▶ [INPUT MATERIAL]

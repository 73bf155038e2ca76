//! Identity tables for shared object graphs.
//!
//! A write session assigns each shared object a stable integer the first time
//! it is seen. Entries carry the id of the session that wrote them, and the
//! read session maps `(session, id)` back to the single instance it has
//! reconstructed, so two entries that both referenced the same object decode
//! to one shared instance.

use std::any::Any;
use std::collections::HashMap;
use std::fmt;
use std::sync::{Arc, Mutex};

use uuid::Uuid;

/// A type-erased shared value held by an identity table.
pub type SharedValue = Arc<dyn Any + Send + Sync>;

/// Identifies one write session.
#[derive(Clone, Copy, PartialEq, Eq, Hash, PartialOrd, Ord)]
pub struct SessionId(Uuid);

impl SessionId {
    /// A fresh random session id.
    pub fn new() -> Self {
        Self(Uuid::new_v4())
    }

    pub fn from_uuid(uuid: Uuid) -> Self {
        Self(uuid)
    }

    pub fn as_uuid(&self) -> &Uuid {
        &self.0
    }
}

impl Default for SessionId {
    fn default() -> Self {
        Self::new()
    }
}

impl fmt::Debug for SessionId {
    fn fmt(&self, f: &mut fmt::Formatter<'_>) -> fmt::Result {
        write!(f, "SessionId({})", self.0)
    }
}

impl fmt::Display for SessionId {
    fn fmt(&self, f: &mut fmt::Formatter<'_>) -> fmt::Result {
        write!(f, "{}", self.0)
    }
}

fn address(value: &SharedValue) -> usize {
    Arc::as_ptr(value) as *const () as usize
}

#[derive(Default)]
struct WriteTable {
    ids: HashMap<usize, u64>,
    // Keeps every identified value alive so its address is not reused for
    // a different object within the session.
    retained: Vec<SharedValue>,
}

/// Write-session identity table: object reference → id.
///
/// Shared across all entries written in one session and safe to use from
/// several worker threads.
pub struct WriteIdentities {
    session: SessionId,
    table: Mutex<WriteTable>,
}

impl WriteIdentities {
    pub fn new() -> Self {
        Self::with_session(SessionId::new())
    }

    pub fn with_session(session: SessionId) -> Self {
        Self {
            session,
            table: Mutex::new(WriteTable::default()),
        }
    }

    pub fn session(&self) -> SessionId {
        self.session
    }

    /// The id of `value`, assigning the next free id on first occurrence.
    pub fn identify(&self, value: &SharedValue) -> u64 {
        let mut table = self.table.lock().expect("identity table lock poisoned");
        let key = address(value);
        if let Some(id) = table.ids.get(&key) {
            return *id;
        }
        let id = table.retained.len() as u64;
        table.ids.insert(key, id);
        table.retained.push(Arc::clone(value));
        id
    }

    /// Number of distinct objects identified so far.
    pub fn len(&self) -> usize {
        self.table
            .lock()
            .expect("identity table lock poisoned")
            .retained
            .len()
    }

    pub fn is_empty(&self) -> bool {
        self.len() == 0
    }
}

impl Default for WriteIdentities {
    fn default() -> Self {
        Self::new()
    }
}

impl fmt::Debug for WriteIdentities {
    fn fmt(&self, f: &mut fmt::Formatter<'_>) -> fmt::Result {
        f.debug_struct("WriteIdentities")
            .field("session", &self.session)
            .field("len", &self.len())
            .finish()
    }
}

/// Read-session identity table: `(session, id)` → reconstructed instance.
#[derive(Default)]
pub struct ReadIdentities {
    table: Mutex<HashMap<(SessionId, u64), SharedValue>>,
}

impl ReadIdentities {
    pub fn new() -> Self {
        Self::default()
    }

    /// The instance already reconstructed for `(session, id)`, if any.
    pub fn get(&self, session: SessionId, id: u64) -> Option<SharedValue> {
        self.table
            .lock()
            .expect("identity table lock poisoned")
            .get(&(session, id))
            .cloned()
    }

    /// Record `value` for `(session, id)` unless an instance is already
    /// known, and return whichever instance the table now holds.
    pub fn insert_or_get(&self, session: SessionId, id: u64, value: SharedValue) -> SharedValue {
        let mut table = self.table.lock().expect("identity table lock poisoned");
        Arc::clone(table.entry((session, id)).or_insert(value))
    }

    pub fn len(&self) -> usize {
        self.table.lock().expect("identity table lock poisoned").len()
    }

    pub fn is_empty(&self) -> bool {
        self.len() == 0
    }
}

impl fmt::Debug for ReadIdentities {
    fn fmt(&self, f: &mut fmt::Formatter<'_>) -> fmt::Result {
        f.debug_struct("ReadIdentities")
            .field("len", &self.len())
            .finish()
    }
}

...

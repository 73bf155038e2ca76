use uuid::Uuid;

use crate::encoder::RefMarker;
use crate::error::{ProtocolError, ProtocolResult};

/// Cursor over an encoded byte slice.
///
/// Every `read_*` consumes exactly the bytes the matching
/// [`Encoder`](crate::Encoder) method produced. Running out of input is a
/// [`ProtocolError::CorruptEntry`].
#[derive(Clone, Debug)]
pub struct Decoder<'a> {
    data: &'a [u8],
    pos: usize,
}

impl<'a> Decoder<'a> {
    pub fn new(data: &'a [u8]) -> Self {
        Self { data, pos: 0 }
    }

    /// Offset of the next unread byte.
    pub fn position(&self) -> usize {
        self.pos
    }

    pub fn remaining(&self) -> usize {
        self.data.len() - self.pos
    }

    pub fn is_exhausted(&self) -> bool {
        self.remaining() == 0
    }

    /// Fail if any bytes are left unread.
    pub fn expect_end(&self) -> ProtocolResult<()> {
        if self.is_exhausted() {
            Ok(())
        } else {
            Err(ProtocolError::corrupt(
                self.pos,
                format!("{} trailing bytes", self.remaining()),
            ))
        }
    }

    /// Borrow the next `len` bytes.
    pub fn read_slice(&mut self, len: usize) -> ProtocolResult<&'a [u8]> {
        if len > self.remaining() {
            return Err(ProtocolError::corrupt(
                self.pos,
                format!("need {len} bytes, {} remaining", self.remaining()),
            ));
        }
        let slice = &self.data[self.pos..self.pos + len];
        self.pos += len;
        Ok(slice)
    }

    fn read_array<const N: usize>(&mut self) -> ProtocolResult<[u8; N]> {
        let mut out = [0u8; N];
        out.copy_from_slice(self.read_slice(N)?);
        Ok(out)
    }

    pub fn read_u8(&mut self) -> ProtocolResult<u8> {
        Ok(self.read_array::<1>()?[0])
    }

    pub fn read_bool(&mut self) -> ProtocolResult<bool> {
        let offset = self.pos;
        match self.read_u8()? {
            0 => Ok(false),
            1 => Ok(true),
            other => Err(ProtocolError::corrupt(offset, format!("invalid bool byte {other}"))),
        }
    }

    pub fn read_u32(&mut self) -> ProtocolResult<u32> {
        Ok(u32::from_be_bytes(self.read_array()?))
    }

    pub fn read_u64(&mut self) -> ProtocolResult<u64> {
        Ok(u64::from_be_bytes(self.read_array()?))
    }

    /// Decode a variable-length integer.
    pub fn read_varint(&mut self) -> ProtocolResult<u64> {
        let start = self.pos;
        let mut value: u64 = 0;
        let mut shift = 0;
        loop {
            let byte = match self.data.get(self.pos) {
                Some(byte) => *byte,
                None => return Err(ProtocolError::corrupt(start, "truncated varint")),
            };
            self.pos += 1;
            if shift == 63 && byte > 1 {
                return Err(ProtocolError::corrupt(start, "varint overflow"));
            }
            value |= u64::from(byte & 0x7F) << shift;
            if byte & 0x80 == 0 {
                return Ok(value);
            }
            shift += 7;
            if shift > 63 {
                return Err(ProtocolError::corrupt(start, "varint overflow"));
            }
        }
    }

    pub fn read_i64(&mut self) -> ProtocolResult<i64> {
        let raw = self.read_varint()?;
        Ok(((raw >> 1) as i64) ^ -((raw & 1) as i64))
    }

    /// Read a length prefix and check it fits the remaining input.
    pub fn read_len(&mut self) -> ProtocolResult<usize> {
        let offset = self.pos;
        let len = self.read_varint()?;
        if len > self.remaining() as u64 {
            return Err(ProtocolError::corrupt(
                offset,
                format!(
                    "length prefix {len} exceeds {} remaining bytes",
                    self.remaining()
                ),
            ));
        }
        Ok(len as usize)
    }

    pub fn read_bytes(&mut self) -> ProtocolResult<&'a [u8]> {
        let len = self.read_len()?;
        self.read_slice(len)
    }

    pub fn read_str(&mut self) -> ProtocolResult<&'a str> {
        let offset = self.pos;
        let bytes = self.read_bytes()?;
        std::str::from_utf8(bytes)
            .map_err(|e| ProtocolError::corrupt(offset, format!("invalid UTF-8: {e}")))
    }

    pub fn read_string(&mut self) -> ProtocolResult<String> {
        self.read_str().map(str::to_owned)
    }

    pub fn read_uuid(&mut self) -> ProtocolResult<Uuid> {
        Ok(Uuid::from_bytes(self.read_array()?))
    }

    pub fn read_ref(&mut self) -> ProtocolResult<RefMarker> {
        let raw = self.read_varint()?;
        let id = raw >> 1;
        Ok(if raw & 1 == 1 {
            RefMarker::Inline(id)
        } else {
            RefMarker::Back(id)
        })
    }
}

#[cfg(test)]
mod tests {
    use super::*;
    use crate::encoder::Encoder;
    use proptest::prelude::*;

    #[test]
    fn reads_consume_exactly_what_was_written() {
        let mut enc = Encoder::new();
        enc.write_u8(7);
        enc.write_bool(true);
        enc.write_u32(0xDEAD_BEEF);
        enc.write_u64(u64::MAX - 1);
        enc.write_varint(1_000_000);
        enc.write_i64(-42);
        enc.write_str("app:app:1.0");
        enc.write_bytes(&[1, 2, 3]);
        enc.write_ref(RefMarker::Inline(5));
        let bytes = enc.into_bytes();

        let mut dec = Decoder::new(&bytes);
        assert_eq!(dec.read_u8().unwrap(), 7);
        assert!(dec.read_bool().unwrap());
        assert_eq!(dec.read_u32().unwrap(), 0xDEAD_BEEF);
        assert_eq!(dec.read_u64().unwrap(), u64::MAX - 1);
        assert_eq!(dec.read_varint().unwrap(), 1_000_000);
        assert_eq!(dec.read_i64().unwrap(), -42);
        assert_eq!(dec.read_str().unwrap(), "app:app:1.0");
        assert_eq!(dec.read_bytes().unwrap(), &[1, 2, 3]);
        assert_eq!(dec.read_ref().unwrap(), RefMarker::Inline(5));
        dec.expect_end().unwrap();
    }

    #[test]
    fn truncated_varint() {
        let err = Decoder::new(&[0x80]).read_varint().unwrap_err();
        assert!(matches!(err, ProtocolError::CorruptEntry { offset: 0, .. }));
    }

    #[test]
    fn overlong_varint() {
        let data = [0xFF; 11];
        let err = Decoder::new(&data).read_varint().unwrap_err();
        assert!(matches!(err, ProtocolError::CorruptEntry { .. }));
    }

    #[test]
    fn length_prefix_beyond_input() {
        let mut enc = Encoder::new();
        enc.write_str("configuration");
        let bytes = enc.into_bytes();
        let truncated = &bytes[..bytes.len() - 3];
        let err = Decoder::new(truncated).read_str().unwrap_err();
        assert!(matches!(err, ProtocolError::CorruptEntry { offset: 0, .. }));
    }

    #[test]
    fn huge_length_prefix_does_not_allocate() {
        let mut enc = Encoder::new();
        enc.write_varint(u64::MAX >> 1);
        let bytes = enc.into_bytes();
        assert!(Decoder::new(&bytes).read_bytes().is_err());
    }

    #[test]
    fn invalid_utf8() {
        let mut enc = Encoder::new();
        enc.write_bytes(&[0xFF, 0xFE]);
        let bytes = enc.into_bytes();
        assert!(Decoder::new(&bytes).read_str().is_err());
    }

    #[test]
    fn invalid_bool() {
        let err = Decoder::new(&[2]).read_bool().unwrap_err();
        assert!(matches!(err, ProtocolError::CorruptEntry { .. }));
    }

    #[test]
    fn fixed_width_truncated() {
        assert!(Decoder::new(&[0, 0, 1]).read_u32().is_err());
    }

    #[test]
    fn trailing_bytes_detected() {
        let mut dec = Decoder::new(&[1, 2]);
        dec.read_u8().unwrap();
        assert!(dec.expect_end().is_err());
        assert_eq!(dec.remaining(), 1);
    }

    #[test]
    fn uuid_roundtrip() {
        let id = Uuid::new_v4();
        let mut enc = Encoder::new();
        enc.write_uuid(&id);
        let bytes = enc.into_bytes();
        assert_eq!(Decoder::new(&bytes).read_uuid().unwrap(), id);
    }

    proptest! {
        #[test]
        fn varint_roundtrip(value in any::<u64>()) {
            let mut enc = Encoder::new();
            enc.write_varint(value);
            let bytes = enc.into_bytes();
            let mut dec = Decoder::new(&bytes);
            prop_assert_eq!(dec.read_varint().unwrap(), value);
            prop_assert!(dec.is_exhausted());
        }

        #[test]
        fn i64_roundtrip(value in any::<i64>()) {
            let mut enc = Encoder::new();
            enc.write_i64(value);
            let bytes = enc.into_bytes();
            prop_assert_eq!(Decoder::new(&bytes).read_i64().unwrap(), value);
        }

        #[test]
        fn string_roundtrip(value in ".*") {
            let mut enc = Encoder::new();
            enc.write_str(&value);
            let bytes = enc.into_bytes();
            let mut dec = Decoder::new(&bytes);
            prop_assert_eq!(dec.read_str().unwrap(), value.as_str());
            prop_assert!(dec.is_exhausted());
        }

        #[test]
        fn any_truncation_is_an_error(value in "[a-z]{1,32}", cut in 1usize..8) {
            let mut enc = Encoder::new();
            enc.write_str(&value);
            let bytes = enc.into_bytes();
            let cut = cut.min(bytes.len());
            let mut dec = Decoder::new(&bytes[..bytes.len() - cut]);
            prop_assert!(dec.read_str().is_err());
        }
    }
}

▶ [TASK INSTRUCTIONS]
Within the records above, determine how many lines contain the word "unread". Respond with that number and no other text.

▶ [EXPECTED ANSWER]
2